The association of the FOXE1 polyalanine tract length with the occurrence of premature ovarian insufficiency in the Greek population: A pilot, case-control study.

Objective: To investigate the relationship between the FOXE1 gene polyalanine tract length and premature ovarian insufficiency (POI) in the Greek population.

Materials and methods: Peripheral blood was collected from 28 women with POI and 29 healthy controls. DNA was extracted and the gene was amplified using the polymerase chain reaction (PCR) technique. The PCR product was sequenced and the number of alanine tracts and the genotypes was recorded. Statistical analysis examined differences in allele and genotype frequencies between the groups.

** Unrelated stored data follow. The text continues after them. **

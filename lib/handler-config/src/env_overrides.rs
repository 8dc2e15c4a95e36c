use config::{builder::BuilderState, ConfigBuilder, ConfigError};
use envconfig::Envconfig;
use tracing::debug;

use crate::log::{LogFormat, LogLevel};

#[derive(Envconfig, Default)]
pub struct EnvVarOverrides {
    // Logger overrides
    #[envconfig(from = "LOG_LEVEL")]
    pub log_level: Option<LogLevel>,
    #[envconfig(from = "LOG_FORMAT")]
    pub log_format: Option<LogFormat>,
    #[envconfig(from = "LOG_FILTER")]
    pub log_filter: Option<String>,

    // HTTP overrides
    #[envconfig(from = "PORT")]
    pub http_port: Option<u64>,
    #[envconfig(from = "HOST")]
    pub http_host: Option<String>,

    // Response overrides
    #[envconfig(from = "PRETTY")]
    pub pretty: Option<bool>,
    #[envconfig(from = "STRICT_ERRORS")]
    pub strict_errors: Option<bool>,
}

#[derive(Debug, thiserror::Error)]
pub enum EnvVarOverridesError {
    #[error("Failed to override configuration: {0}")]
    FailedToOverrideConfig(#[from] ConfigError),
}

impl EnvVarOverrides {
    pub fn apply_overrides<T: BuilderState>(
        mut self,
        mut config: ConfigBuilder<T>,
    ) -> Result<ConfigBuilder<T>, EnvVarOverridesError> {
        if let Some(log_level) = self.log_level.take() {
            debug!("[config-override] 'log.level' = {:?}", log_level);
            config = config.set_override("log.level", log_level.as_str())?;
        }
        if let Some(log_format) = self.log_format.take() {
            debug!("[config-override] 'log.format' = {:?}", log_format);
            config = config.set_override("log.format", log_format.as_str())?;
        }
        if let Some(log_filter) = self.log_filter.take() {
            debug!("[config-override] 'log.filter' = {:?}", log_filter);
            config = config.set_override("log.filter", log_filter)?;
        }

        if let Some(http_port) = self.http_port.take() {
            debug!("[config-override] 'http.port' = {}", http_port);
            config = config.set_override("http.port", http_port)?;
        }
        if let Some(http_host) = self.http_host.take() {
            debug!("[config-override] 'http.host' = {}", http_host);
            config = config.set_override("http.host", http_host)?;
        }

        if let Some(pretty) = self.pretty.take() {
            debug!("[config-override] 'response.pretty' = {}", pretty);
            config = config.set_override("response.pretty", pretty)?;
        }
        if let Some(strict_errors) = self.strict_errors.take() {
            debug!("[config-override] 'response.strict_errors' = {}", strict_errors);
            config = config.set_override("response.strict_errors", strict_errors)?;
        }

        Ok(config)
    }
}
use std::str::FromStr;

use schemars::JsonSchema;
use serde::{Deserialize, Serialize};

/// How the server reports what it does: resolved GraphQL parameters, discarded
/// executor errors and unreadable request bodies all go through `tracing`.
#[derive(Debug, Deserialize, Serialize, JsonSchema, Default)]
#[serde(deny_unknown_fields)]
pub struct LoggingConfig {
    /// Most verbose level that gets written. Request resolution details are only
    /// visible at `trace`.
    ///
    /// Overridden by `LOG_LEVEL`.
    #[serde(default)]
    pub level: LogLevel,

    /// Layout of every written line.
    ///
    /// Overridden by `LOG_FORMAT`.
    #[serde(default)]
    pub format: LogFormat,

    /// A `tracing` filter directive (for example `graphql_handler=trace,info`), takes
    /// precedence over `level`.
    ///
    /// Overridden by `LOG_FILTER`.
    #[serde(default)]
    pub filter: Option<String>,
}

impl LoggingConfig {
    /// Directive handed to the `EnvFilter` of the subscriber.
    pub fn env_filter_str(&self) -> &str {
        self.filter.as_deref().unwrap_or(self.level.as_str())
    }
}

#[derive(Debug, Clone, Copy, Deserialize, Serialize, JsonSchema, PartialEq)]
#[serde(rename_all = "lowercase")]
pub enum LogLevel {
    Trace,
    Debug,
    Info,
    Warn,
    Error,
}

impl LogLevel {
    const ALL: [LogLevel; 5] = [
        LogLevel::Trace,
        LogLevel::Debug,
        LogLevel::Info,
        LogLevel::Warn,
        LogLevel::Error,
    ];

    pub fn as_str(&self) -> &'static str {
        match self {
            LogLevel::Trace => "trace",
            LogLevel::Debug => "debug",
            LogLevel::Info => "info",
            LogLevel::Warn => "warn",
            LogLevel::Error => "error",
        }
    }
}

/// `debug` for development builds, `info` for release builds.
impl Default for LogLevel {
    fn default() -> Self {
        if cfg!(debug_assertions) {
            LogLevel::Debug
        } else {
            LogLevel::Info
        }
    }
}

impl FromStr for LogLevel {
    type Err = String;

    fn from_str(s: &str) -> Result<Self, Self::Err> {
        LogLevel::ALL
            .into_iter()
            .find(|level| level.as_str().eq_ignore_ascii_case(s))
            .ok_or_else(|| format!("Unknown log level '{}'", s))
    }
}

#[derive(Debug, Clone, Copy, Deserialize, Serialize, JsonSchema, PartialEq)]
pub enum LogFormat {
    /// Nested spans, rendered with `tracing-tree`.
    #[serde(rename = "pretty-tree")]
    PrettyTree,
    /// One human readable line per event.
    #[serde(rename = "pretty-compact")]
    PrettyCompact,
    /// One JSON object per event.
    #[serde(rename = "json")]
    Json,
}

impl LogFormat {
    const ALL: [LogFormat; 3] = [LogFormat::PrettyTree, LogFormat::PrettyCompact, LogFormat::Json];

    pub fn as_str(&self) -> &'static str {
        match self {
            LogFormat::PrettyTree => "pretty-tree",
            LogFormat::PrettyCompact => "pretty-compact",
            LogFormat::Json => "json",
        }
    }
}

/// Human readable lines for development builds, JSON for release builds.
impl Default for LogFormat {
    fn default() -> Self {
        if cfg!(debug_assertions) {
            LogFormat::PrettyCompact
        } else {
            LogFormat::Json
        }
    }
}

impl FromStr for LogFormat {
    type Err = String;

    fn from_str(s: &str) -> Result<Self, Self::Err> {
        LogFormat::ALL
            .into_iter()
            .find(|format| format.as_str().eq_ignore_ascii_case(s))
            .ok_or_else(|| format!("Unknown log format '{}'", s))
    }
}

Results: The patients' group mean age was 31.68 years with a mean age of POI diagnosis of 25.18 years. Five alleles (8, 12, 14, 16, 17 comprising alanine residues) and seven genotypes (14/14, 14/16, 16/16, 14/17, 16/17, 8/16, 12/14) were identified. The 8-alanine allele was exclusive to patients, while the 12-alanine allele appeared only in controls. The most common genotype in the study group was 14/16 (64.29%), whereas the most common genotype in the control group was 14/14 (41.4%). No differences of statistical significance were observed in the prevalences of the allele with 14 (p=0.590) and 16 (p=0.594) residues or the genotype prevalences between the two groups (p=0.066).

Conclusion: Our preliminary findings suggest no correlation between FOXE1 polyalanine tract length and POI, but given the study's small sample size, they should be interpreted with caution. Further research is deemed necessary.